RAW形式というのは、簡単にいうとJpeg形式に圧縮する前のデータです。
Jpeg形式に圧縮するときに除去されるデータがRAW形式には残っています。
RAW形式の何が良いかというと、例えば白飛びについてであれば、Jpegでは復元できないものも、情報が削られていないRAWでは復元できることがあります。
絶対に失敗したくないような撮影シーンでは、RAWで撮っておいた方が安心です。
なおRAW形式にもデメリットがあり、Jpegよりもファイルサイズが大きく保存領域を圧迫することと、そのままではSNSなどにアップロードできずJpegに手動で変換する手間がかかることです。
これらが許容できるのであれば、常にRAW形式で撮っておくのも良いと思います。
番外編:白飛びを表現の1つにする
番外編として、白飛びを防ぐのではなく、表現の1つにしてみようという提案です。
白飛び=悪とすると撮影に難しさを感じて、シャッターを押す機会が減ってしまうことにもなりかねません。
それよりは、白飛びも一つの表現と捉えてまずは撮ってみるほうが、個人的には楽しく撮影できるんじゃないかと思います。
バランスですね。
白飛びした写真を補正する
最初に言わなければならないことがあって、完全に白飛びした写真は補正しても復元できません、どうしようもないです。
逆に白飛びギリギリのところであれば、一見真っ白であっても補正で何とかできる場合があります。
この差は大きいので、ぜひ覚えておいてください。
なので、撮影後に補正することを考えている場合は、白飛びしそうなシーンでは露出補正をマイナスにして、白飛びしない程度に暗めに撮影するのが良いです。
暗い部分も、黒つぶれしていなければ、補正で見られるレベルまで復元できることが多いと感じます。
では実際に、白飛びしたかな?と撮影時に思った写真を補正していきます。
補正ツールはAdobeのLightroomを使用
写真を補正するツールは無料から有料まで色々ありますが、私はAdobeのLightroom(有料)を長年使っています。

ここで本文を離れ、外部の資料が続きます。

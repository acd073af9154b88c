//! Error responses for the HTTP surface.

use axum::Json;
use axum::http::StatusCode;
use axum::response::{IntoResponse, Response};
use spellgate_core::ValidationError;

use crate::checker::CheckError;

/// Body sent with every rejected request.
pub const BAD_REQUEST_BODY: &str = "400 Bad Request";

/// Body sent when the engine fails mid-request.
pub const INTERNAL_ERROR_BODY: &str = "500 Internal Server Error";

/// Request-level failure that converts into an HTTP response.
#[derive(Debug, thiserror::Error)]
pub enum ApiError {
    #[error("bad request: {0}")]
    BadRequest(#[from] ValidationError),

    #[error("check failed: {0}")]
    Check(#[from] CheckError),
}

impl ApiError {
    pub fn status(&self) -> StatusCode {
        match self {
            ApiError::BadRequest(_) => StatusCode::BAD_REQUEST,
            ApiError::Check(_) => StatusCode::INTERNAL_SERVER_ERROR,
        }
    }
}

impl IntoResponse for ApiError {
    fn into_response(self) -> Response {
        let status = self.status();
        match &self {
            ApiError::BadRequest(reason) => tracing::debug!(%reason, "rejected request"),
            ApiError::Check(err) => tracing::error!(error = %err, "check failed"),
        }
        let body = match status {
            StatusCode::BAD_REQUEST => BAD_REQUEST_BODY,
            _ => INTERNAL_ERROR_BODY,
        };
        (status, Json(body)).into_response()
    }
}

絶対これというこだわりがあるわけではないですが、写真管理がしやすく、補正も自分にとっては機能十分なので、特に乗り換えようという気持ちにならず使い続けています。
いまやスマホにも標準機能として写真の基本的な補正機能があるので、まずはそこから試してみて、もっと細かく調整してみたいと感じたら、何かの有料ツールを使ってみるのが個人的には良いかなと思います。
白飛び補正のビフォーアフター
正確には白飛びギリギリ写真の補正ですが、Lightroomで補正した結果を見てみましょう。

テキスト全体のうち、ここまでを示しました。